WORKING DATA:
################

//! Fuzzing strategies and the registry that selects them by name.
//!
//! A strategy owns everything that varies between fuzzing approaches: how
//! candidates are produced, which verifier outcomes are worth executing and
//! what a correct execution looks like. The loop in [`crate::fuzz()`] drives
//! any of them through the [`Strategy`] trait.

use tracing::{debug, info, warn};

use std::str::FromStr;

use crate::btf::{FuncInfo, LoopCallbackTypes};
use crate::classic;
use crate::ebpf::{Instruction, Register};
use crate::generator::{
    classic_gen, random_alu_instruction, random_immediate, random_jmp_instruction, random_register,
};
use crate::{
    BpfuzzError, BpfuzzResult, CandidateProgram, ClassicProgram, CoverageEngine, CoverageTrace, Dialect, ExecutionResult,
    Executor, FunctionProgram, MapHandle, Program, ProgramTree, RandomSource, SeededRandom, ValidationResult, Verdict,
};

/// Value the map check footer stores through the adjusted map pointer.
pub const MAP_CHECK_VALUE: u64 = 0xCAFE;

/// Instructions appended to every coverage-guided candidate.
pub const FOOTER_LEN: usize = 13;

#[derive(Debug, Clone, PartialEq, Eq)]
pub enum ExecutionVerdict {
    Expected,
    /// Execution contradicted what the verifier accepted.
    Mismatch(String),
}

#[derive(Debug, Clone, Copy, Default, PartialEq, Eq)]
pub struct CorpusProgress {
    pub queued: usize,
    pub unique_addresses: usize,
}

pub trait Strategy {
    fn name(&self) -> &'static str;

    fn generate_program(&mut self, executor: &mut dyn Executor) -> BpfuzzResult<CandidateProgram>;

    /// Returns true when the verified program should be executed.
    fn on_verify_done(&mut self, executor: &mut dyn Executor, result: &ValidationResult) -> bool;

    /// Maps snapshotted into [`ExecutionResult::map_elements`], in order.
    fn execution_maps(&self) -> Vec<MapHandle> {
        Vec::new()
    }

    fn on_execute_done(&mut self, executor: &mut dyn Executor, result: &ExecutionResult) -> ExecutionVerdict;

    /// Returns true to keep fuzzing after `err`.
    fn on_error(&mut self, err: &BpfuzzError) -> bool;

    fn is_fuzzing_done(&self) -> bool;

    /// Traces accepted since the last call.
    fn take_new_traces(&mut self) -> Vec<CoverageTrace> {
        Vec::new()
    }

    /// Seed the strategy with traces from an earlier run.
    fn restore_traces(&mut self, traces: Vec<CoverageTrace>) {
        let _ = traces;
    }

    fn progress(&self) -> CorpusProgress {
        CorpusProgress::default()
    }

    /// Release executor resources still held at the end of a run.
    fn teardown(&mut self, executor: &mut dyn Executor) {
        let _ = executor;
    }
}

################

WHAT YOU ARE ASKED TO DO:
An exact copy of every line above, start to finish, is required.

EXERCISE RESPONSE:
//! Fuzzing strategies and the registry that selects them by name.
//!
//! A strategy owns everything that varies between fuzzing approaches: how
//! candidates are produced, which verifier outcomes are worth executing and
//! what a correct execution looks like. The loop in [`crate::fuzz()`] drives
//! any of them through the [`Strategy`] trait.

use tracing::{debug, info, warn};

use std::str::FromStr;

use crate::btf::{FuncInfo, LoopCallbackTypes};
use crate::classic;
use crate::ebpf::{Instruction, Register};
use crate::generator::{
    classic_gen, random_alu_instruction, random_immediate, random_jmp_instruction, random_register,
};
use crate::{
    BpfuzzError, BpfuzzResult, CandidateProgram, ClassicProgram, CoverageEngine, CoverageTrace, Dialect, ExecutionResult,
    Executor, FunctionProgram, MapHandle, Program, ProgramTree, RandomSource, SeededRandom, ValidationResult, Verdict,
};

/// Value the map check footer stores through the adjusted map pointer.
pub const MAP_CHECK_VALUE: u64 = 0xCAFE;

/// Instructions appended to every coverage-guided candidate.
pub const FOOTER_LEN: usize = 13;

#[derive(Debug, Clone, PartialEq, Eq)]
pub enum ExecutionVerdict {
    Expected,
    /// Execution contradicted what the verifier accepted.
    Mismatch(String),
}

#[derive(Debug, Clone, Copy, Default, PartialEq, Eq)]
pub struct CorpusProgress {
    pub queued: usize,
    pub unique_addresses: usize,
}

pub trait Strategy {
    fn name(&self) -> &'static str;

    fn generate_program(&mut self, executor: &mut dyn Executor) -> BpfuzzResult<CandidateProgram>;

    /// Returns true when the verified program should be executed.
    fn on_verify_done(&mut self, executor: &mut dyn Executor, result: &ValidationResult) -> bool;

    /// Maps snapshotted into [`ExecutionResult::map_elements`], in order.
    fn execution_maps(&self) -> Vec<MapHandle> {
        Vec::new()
    }

    fn on_execute_done(&mut self, executor: &mut dyn Executor, result: &ExecutionResult) -> ExecutionVerdict;

    /// Returns true to keep fuzzing after `err`.
    fn on_error(&mut self, err: &BpfuzzError) -> bool;

    fn is_fuzzing_done(&self) -> bool;

    /// Traces accepted since the last call.
    fn take_new_traces(&mut self) -> Vec<CoverageTrace> {
        Vec::new()
    }

    /// Seed the strategy with traces from an earlier run.
    fn restore_traces(&mut self, traces: Vec<CoverageTrace>) {
        let _ = traces;
    }

    fn progress(&self) -> CorpusProgress {
        CorpusProgress::default()
    }

    /// Release executor resources still held at the end of a run.
    fn teardown(&mut self, executor: &mut dyn Executor) {
        let _ = executor;
    }
}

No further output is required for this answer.